FLB: By properly building a full base, we would connect it with our domestic network. In addition, we would open international destinations that are popular exit points for Peruvians and feed them from our domestic network.
AG: Tell me about your fleet expansion plans. As a holding, Viva Air has an order for 50 A320neos. Can you estimate how many of those would go to the Peruvian branch?
FLB: Yes, we have an order of 50 A320s with some ceos and the rest neos. We have specific stats for this year, where we are increasing from four airframes and are looking to finish the year with eight or nine. But most probably is we spread the 50 aircraft between Colombia, Peru and a new third base we are looking to open in a third country. In this way, we estimate that out of the 50 coming aircraft, 15 will come to Peru, with five being delivered this year.
AG: Will some of those 15 be A320neos?
FLB: This year we are just bringing ceos as we are concentrating in domestic flights and the ceo is the best aircraft for this kind for short-haul routes. A neo’s performance can be better optimized in longer routes and as we begin pointing towards growing internationally, we will bring some neos.
AG: SKY Peru markets itself as having a realistic vision on the market and they believe that their business model will allow them to offer the lowest prices in the market and reduce them by up to 40 percent.

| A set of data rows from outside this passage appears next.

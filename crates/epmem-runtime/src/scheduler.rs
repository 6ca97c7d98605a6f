//! [`EpisodicMemory`] – the per-cycle driver.
//!
//! The host calls [`EpisodicMemory::on_cycle`] once per decision cycle.
//! Each call:
//!
//! 1. **Record** – asks the active [`RecordTrigger`] whether to snapshot the
//!    belief state, and records an episode if so.
//! 2. **Navigate** – if a `^command` fact appeared since the previous cycle,
//!    executes it (`next` is the only command understood).
//! 3. **Retrieve** – otherwise, if the cue under `^query` changed since the
//!    previous cycle, retrieves the best match into `^retrieved`.  A cue
//!    that was just emptied installs the "no retrieval" sentinel.
//!
//! Successful retrievals set `^retrieval-count` to 1 and each successful
//! `next` increments it.  A failed retrieval or navigation removes it.
//!
//! Every phase is timed against the injected [`Clock`].
//!
//! # Example
//!
//! ```rust
//! use epmem_memory::{BeliefState, WorkingMemory};
//! use epmem_runtime::scheduler::{CycleAction, EpisodicMemory};
//! use epmem_types::{EpmemConfig, Value};
//!
//! let mut wm = WorkingMemory::new();
//! let s1 = wm.top_state();
//! let mut epmem = EpisodicMemory::new(EpmemConfig::default(), &mut wm, s1, None).unwrap();
//!
//! wm.add_fact(s1, "room", Value::Str("kitchen".into())).unwrap();
//! epmem.record_now(&mut wm);
//!
//! let query = epmem.link().query();
//! wm.add_fact(query, "room", Value::Str("kitchen".into())).unwrap();
//! let report = epmem.on_cycle(&mut wm).unwrap();
//! assert!(matches!(report.action, CycleAction::Retrieved(_)));
//! assert_eq!(epmem.link().retrieval_count(), Some(1));
//! ```

use std::time::Duration;

use serde::Serialize;
use tracing::{debug, warn};

use epmem_memory::{BeliefState, EpisodeId, EpisodicEngine, RecordOutcome, Retrieval};
use epmem_types::{EpmemConfig, EpmemError, FactId, SymbolId};

use crate::clock::{Clock, CycleTimers, Phase, SystemClock, TimerStat};
use crate::link::{EpmemLink, NavCommand};
use crate::trigger::{self, RecordTrigger, TriggerContext};

// ─────────────────────────────────────────────────────────────────────────────
// Reports
// ─────────────────────────────────────────────────────────────────────────────

/// What the retrieval half of a cycle did.
#[derive(Debug, Clone, PartialEq)]
pub enum CycleAction {
    /// No new command and no changed cue.
    Idle,
    /// The cue was matched.
    Retrieved(Retrieval),
    /// A `next` command ran; `None` means the end of the store was reached.
    Navigated(Option<EpisodeId>),
    /// A command that is not understood.  The value is echoed back.
    IgnoredCommand(String),
}

/// Result of one [`EpisodicMemory::on_cycle`] call.
#[derive(Debug, Clone, PartialEq)]
pub struct CycleReport {
    pub cycle: u64,
    pub recorded: Option<RecordOutcome>,
    pub action: CycleAction,
}

/// Engine statistics.
#[derive(Debug, Clone, Serialize)]
pub struct EpmemStats {
    pub cycles: u64,
    pub episodes: usize,
    pub trie_nodes: usize,
    pub ubiquitous_nodes: usize,
    pub queries: u64,
    pub current: Option<EpisodeId>,
    pub trigger: String,
    pub timers: Vec<(&'static str, TimerStat)>,
}

// ─────────────────────────────────────────────────────────────────────────────
// EpisodicMemory
// ─────────────────────────────────────────────────────────────────────────────

/// Engine, link, trigger and timers for one agent.
pub struct EpisodicMemory {
    engine: EpisodicEngine,
    link: EpmemLink,
    top_state: SymbolId,
    output_link: Option<SymbolId>,
    trigger: Box<dyn RecordTrigger>,
    clock: Box<dyn Clock>,
    timers: CycleTimers,
    cycle: u64,
    last_cue: Vec<FactId>,
    last_command: Option<FactId>,
}

impl EpisodicMemory {
    /// Validate `config`, mount the link under `top_state` and pick the
    /// trigger named by `config.record_policy`.
    ///
    /// `output_link` is the identifier the output-activity trigger watches.
    pub fn new<B: BeliefState>(
        config: EpmemConfig,
        belief: &mut B,
        top_state: SymbolId,
        output_link: Option<SymbolId>,
    ) -> Result<Self, EpmemError> {
        let trigger = trigger::trigger_for(&config);
        let engine = EpisodicEngine::new(config)?;
        let link = EpmemLink::mount(belief, top_state)?;
        debug!(trigger = trigger.name(), "episodic memory mounted");
        Ok(Self {
            engine,
            link,
            top_state,
            output_link,
            trigger,
            clock: Box::new(SystemClock::default()),
            timers: CycleTimers::default(),
            cycle: 0,
            last_cue: Vec::new(),
            last_command: None,
        })
    }

    /// Replace the time source.
    pub fn with_clock(mut self, clock: impl Clock + 'static) -> Self {
        self.clock = Box::new(clock);
        self
    }

    /// Replace the record trigger.
    pub fn with_trigger(mut self, trigger: Box<dyn RecordTrigger>) -> Self {
        self.trigger = trigger;
        self
    }

    pub fn engine(&self) -> &EpisodicEngine {
        &self.engine
    }

    pub fn link(&self) -> &EpmemLink {
        &self.link
    }

    pub fn cycle(&self) -> u64 {
        self.cycle
    }

    pub fn timers(&self) -> &CycleTimers {
        &self.timers
    }

    /// Run one decision cycle.
    pub fn on_cycle<B: BeliefState>(&mut self, belief: &mut B) -> Result<CycleReport, EpmemError> {
        let started = self.clock.now();
        self.cycle += 1;

        let ctx = TriggerContext {
            top_state: self.top_state,
            output_link: self.output_link,
            excluded: &self.engine.config().excluded_attributes,
        };
        let recorded = if self.trigger.should_record(belief, &ctx) {
            Some(self.record_now(belief))
        } else {
            None
        };

        let action = match self.link.command(belief) {
            Some((fact, value)) if self.last_command != Some(fact) => {
                self.last_command = Some(fact);
                match NavCommand::parse(&value) {
                    Ok(NavCommand::Next) => CycleAction::Navigated(self.navigate(belief)?),
                    Err(e) => {
                        warn!(error = %e, "ignoring episodic memory command");
                        CycleAction::IgnoredCommand(value.to_string())
                    }
                }
            }
            lingering => {
                self.last_command = lingering.map(|(fact, _)| fact);
                let cue = self.link.cue_signature(belief);
                if cue == self.last_cue {
                    self.last_cue = cue;
                    CycleAction::Idle
                } else {
                    self.last_cue = cue;
                    CycleAction::Retrieved(self.query(belief)?)
                }
            }
        };

        let elapsed = self.elapsed_since(started);
        self.timers.add(Phase::Cycle, elapsed);
        debug!(
            cycle = self.cycle,
            recorded = recorded.is_some(),
            action = ?action,
            elapsed_us = elapsed.as_micros() as u64,
            "epmem cycle"
        );
        Ok(CycleReport {
            cycle: self.cycle,
            recorded,
            action,
        })
    }

    /// Record an episode now, regardless of the trigger.
    pub fn record_now<B: BeliefState>(&mut self, belief: &mut B) -> RecordOutcome {
        let started = self.clock.now();
        let outcome = self.engine.record(belief, self.top_state, self.cycle);
        let elapsed = self.elapsed_since(started);
        self.timers.add(Phase::Record, elapsed);
        outcome
    }

    pub fn stats(&self) -> EpmemStats {
        EpmemStats {
            cycles: self.cycle,
            episodes: self.engine.store().len(),
            trie_nodes: self.engine.trie().len(),
            ubiquitous_nodes: self.engine.trie().ubiquitous_count(),
            queries: self.engine.queries(),
            current: self.engine.store().current(),
            trigger: self.trigger.name().to_string(),
            timers: self.timers.snapshot(),
        }
    }

    fn query<B: BeliefState>(&mut self, belief: &mut B) -> Result<Retrieval, EpmemError> {
        let started = self.clock.now();
        let result = self
            .engine
            .retrieve_into(belief, self.link.query(), self.link.retrieved())?;
        match result {
            Retrieval::Episode { .. } => self.link.set_retrieval_count(belief, 1)?,
            Retrieval::NoMemory(_) => self.link.clear_retrieval_count(belief),
        }
        let elapsed = self.elapsed_since(started);
        self.timers.add(Phase::Retrieve, elapsed);
        Ok(result)
    }

    fn navigate<B: BeliefState>(&mut self, belief: &mut B) -> Result<Option<EpisodeId>, EpmemError> {
        let started = self.clock.now();
        let next = self.engine.next(belief, self.link.retrieved())?;
        match next {
            Some(_) => {
                let count = self.link.retrieval_count().unwrap_or(0) + 1;
                self.link.set_retrieval_count(belief, count)?;
            }
            None => self.link.clear_retrieval_count(belief),
        }
        let elapsed = self.elapsed_since(started);
        self.timers.add(Phase::Navigate, elapsed);
        Ok(next)
    }

    fn elapsed_since(&self, started: Duration) -> Duration {
        self.clock.now().saturating_sub(started)
    }
}

// ─────────────────────────────────────────────────────────────────────────────
// Tests
// ─────────────────────────────────────────────────────────────────────────────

FLB: Yes, but so have we. Everywhere we’ve began flying to, we have seen fare reductions of about 40 percent. We are about to launch a campaign offering one-way domestic flights for US$19. To this, we have to take into account we are one of the countries with the highest taxes in the region. For a round trip domestic flights, taxes round US$20, so if we factor in the tax value to the prices we are offering you see we offer very low prices.
AG: What added value or key capability does Viva Air Peru has that would enable success in a market with increasing low-cost competition.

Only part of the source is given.